Sunday, April 29, 2007

Black and white

This is more a rant at photographers who love technology over photography, so you're excused if you want to click back and surf on to other Web pages. I was reading several posts on Photo net's forums where people ask about black and white images, now called monochrome in the digital camera age. It's funny how many, almost all really, will respond to say you "have" to shoot color and use all the color to monochrome conversion tools in Photoshop to produce black and white images.

While I agree there are a lot of tools to produce black and white images, this argument overlooks several points. First of all is that it won't make you a black and white photographer, in my view, which I've touched on briefly in another column. It makes you someone who produces black and white images. Why? There is a difference when you shoot black and white in the field, which has been done for over 100 years of photography. It changes your perpsective from color to tone, texture, shadow, light, form and so on.

The other side has a fair argument that digital cameras capture in color so converting to black and white in the camera isn't the best way of producing black and white images. And while I agree many photographers today produce some excellent black and white images from original color, it misses the point of seeing when you're holding the camera. Seeing in black and white forces you to make judgements about dynamic range and about shadows and light. You have to translate your thinking.

Anyway, my rant is with people who espouse technology over photography. Photography isn't about the technology, but about the images, and about the tools the photographer chooses to use for their images. And if they're comfortable with traditional methods, so be it. After all they've worked for over 100 years producing a lot of images people have loved for the same time. So let's not throw tradition out simply because it's simplier and easier, and still produces excellent images. Technology is available if you choose.
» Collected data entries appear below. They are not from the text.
#[cfg(test)]
mod tests {
    use super::*;
    use crate::guardrail::{FilterStrength, FilterType, PiiEntityType, SensitiveAction};
    use crate::session::TurnRole;
    use serde_json::json;

    fn listing_json() -> Value {
        json!({
            "guardrails": [
                {
                    "guardrailId": "gr1",
                    "name": "support",
                    "versions": [
                        {
                            "version": "DRAFT",
                            "name": "support",
                            "description": "Support desk guardrail",
                            "blockedInputMessaging": "Sorry, I cannot help with that.",
                            "blockedOutputsMessaging": "Sorry, I cannot answer that.",
                            "contentPolicy": {"filters": [
                                {"type": "HATE", "inputStrength": "HIGH", "outputStrength": "HIGH"},
                                {"type": "PROMPT_ATTACK", "inputStrength": "HIGH", "outputStrength": "NONE"}
                            ]},
                            "topicPolicy": {"topics": [
                                {"name": "Refunds", "definition": "Promising refunds.", "examples": [], "type": "DENY"}
                            ]},
                            "sensitiveInformationPolicy": {
                                "piiEntities": [{"type": "EMAIL", "action": "ANONYMIZE"}],
                                "regexes": [{"name": "ticket", "pattern": "TCK-\\d+", "action": "BLOCK"}]
                            }
                        },
                        {"version": "1", "name": "support"},
                        {"version": "v2", "name": "support"},
                        {"version": "2", "name": "support",
                         "contentPolicy": {"filters": [{"type": "HATE", "inputStrength": "EXTREME"}]}}
                    ]
                },
                {"id": "gr2", "name": "basic-only", "version": "DRAFT", "status": "READY"},
                {"name": "nameless"}
            ]
        })
    }

    #[test]
    fn test_decode_listing() {
        let response: ListingResponse = serde_json::from_value(listing_json()).unwrap();
        let identities = decode_listing(response);
        assert_eq!(identities.len(), 2);

        let gr1 = &identities[0];
        assert_eq!(gr1.id(), "gr1");
        let labels: Vec<_> = gr1.versions().iter().map(|v| v.version.to_string()).collect();
        assert_eq!(labels, ["DRAFT", "1"]);

        let draft = &gr1.versions()[0].policy;
        assert_eq!(draft.description, "Support desk guardrail");
        assert_eq!(
            draft.content_filter(FilterType::Hate).unwrap().input_strength,
            FilterStrength::High
        );
        assert_eq!(draft.denied_topics[0].name, "Refunds");
        let email = draft.pii_entity(PiiEntityType::Email).unwrap();
        assert_eq!(email.input_action, SensitiveAction::Anonymize);
        assert_eq!(email.output_action, SensitiveAction::Anonymize);
        assert_eq!(draft.regexes[0].pattern, "TCK-\\d+");

        // Version 1 has no policy blocks: a null guardrail.
        assert!(gr1.versions()[1].policy.is_null());

        let gr2 = &identities[1];
        assert_eq!(gr2.id(), "gr2");
        assert_eq!(gr2.name(), "basic-only");
        assert!(gr2.versions().is_empty());
    }

    #[test]
    fn test_current_guardrail_decoding() {
        let detailed: CurrentGuardrailResponse = serde_json::from_value(json!({
            "agentId": "A1",
            "guardrail": {"guardrailId": "gr1", "version": "3", "name": "support"}
        }))
        .unwrap();
        let current = CurrentGuardrail::from(detailed.guardrail);
        assert!(current.is(&GuardrailRef::new("gr1", "3")));

        let basic: CurrentGuardrailResponse =
            serde_json::from_value(json!({"agentId": "A1", "guardrail": {"id": "gr1"}})).unwrap();
        assert!(CurrentGuardrail::from(basic.guardrail).is(&GuardrailRef::draft("gr1")));

        let none: CurrentGuardrailResponse =
            serde_json::from_value(json!({"agentId": "A1", "guardrail": null})).unwrap();
        assert_eq!(CurrentGuardrail::from(none.guardrail), CurrentGuardrail::NotAttached);
    }

    #[test]
    fn test_apply_request_shape() {
        let attach = ApplyRequest {
            agent_id: "A1",
            guardrail_id: Some("gr1"),
            guardrail_version: Some("DRAFT"),
        };
        assert_eq!(
            serde_json::to_value(attach).unwrap(),
            json!({"agentId": "A1", "guardrailId": "gr1", "guardrailVersion": "DRAFT"})
        );
        let detach = ApplyRequest {
            agent_id: "A1",
            guardrail_id: None,
            guardrail_version: None,
        };
        assert_eq!(
            serde_json::to_value(detach).unwrap(),
            json!({"agentId": "A1", "guardrailId": null})
        );
    }

    #[test]
    fn test_model_request_shape() {
        let history = [
            HistoryMessage {
                role: TurnRole::User,
                content: "hi".into(),
            },
            HistoryMessage {
                role: TurnRole::Assistant,
                content: "hello".into(),
            },
        ];
        let guardrail = GuardrailRef::new("gr1", "2");
        let request = ModelQueryRequest::new(&history, "how are you?", Some("s1"), Some(&guardrail));
        assert_eq!(
            serde_json::to_value(request).unwrap(),
            json!({
                "messages": [
                    {"role": "user", "content": [{"text": "hi"}]},
                    {"role": "assistant", "content": [{"text": "hello"}]},
                    {"role": "user", "content": [{"text": "how are you?"}]}
                ],
                "sessionId": "s1",
                "guardrailId": "gr1",
                "guardrailVersion": "2"
            })
        );

        let bare = QueryRequest::new("what is rag?", None, None);
        assert_eq!(serde_json::to_value(bare).unwrap(), json!({"query": "what is rag?"}));
    }

    #[test]
    fn test_kb_reply_decoding() {
        let response: QueryResponse = serde_json::from_value(json!({
            "results": {
                "output": {"text": "RAG combines retrieval with generation."},
                "citations": [{
                    "generatedResponsePart": {"textResponsePart": {
                        "text": "RAG combines retrieval", "span": {"start": 0, "end": 21}
                    }},
                    "retrievedReferences": [{
                        "content": {"text": "Retrieval-augmented generation..."},
                        "location": {"type": "S3", "s3Location": {"uri": "s3://kb/rag.pdf"}},
                        "metadata": {"page": 3}
                    }]
                }],
                "sessionId": "inner"
            },
            "sessionId": "outer"
        }))
        .unwrap();
        let reply = TurnReply::from(response);
        assert_eq!(reply.session_id.as_deref(), Some("outer"));
        assert_eq!(reply.answer, "RAG combines retrieval with generation.");
        assert_eq!(reply.citations[0].span, Some(Span { start: 0, end: 21 }));
        assert_eq!(
            reply.citations[0].references[0].location_label().as_deref(),
            Some("s3://kb/rag.pdf")
        );
    }

    #[test]
    fn test_agent_reply_decoding() {
        let ok: AgentResponse = serde_json::from_value(json!({
            "results": {
                "text": "Done.",
                "citations": [{"text": "Done", "references": [{"content": "source"}]}],
                "traces": [{"step": 1}]
            },
            "sessionId": "s9"
        }))
        .unwrap();
        let reply = TurnReply::try_from(ok).unwrap();
        assert_eq!(reply.session_id.as_deref(), Some("s9"));
        assert_eq!(reply.citations[0].references[0].content, "source");

        let failed: AgentResponse = serde_json::from_value(json!({
            "results": {"text": "", "error": {"type": "throttlingException", "message": "Rate exceeded"}},
            "sessionId": "s9"
        }))
        .unwrap();
        let err = TurnReply::try_from(failed).unwrap_err();
        assert_eq!(err.to_string(), "Rate exceeded");
    }
}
And technology won't make you a better photographer. It only forces you to learn more tools, some for the better but many to simply take your time when you could be doing real photography, like using your camera. I've always said it's a choice between where you want to spend your time, behind the camera or in front of a computer. Good photographers learn to balance the two, great photographers go for the camera and add the production tools later, sometimes to be better in the darkroom than behind the camera.

Remember, in the end, it's about where you want to spend your time. And so I'll stick with shooting black and white with the camera, whether with film or digital. I make my choices based on my interests than fads or what others think is better. It's not. Tradition has value when it's expressed in your work.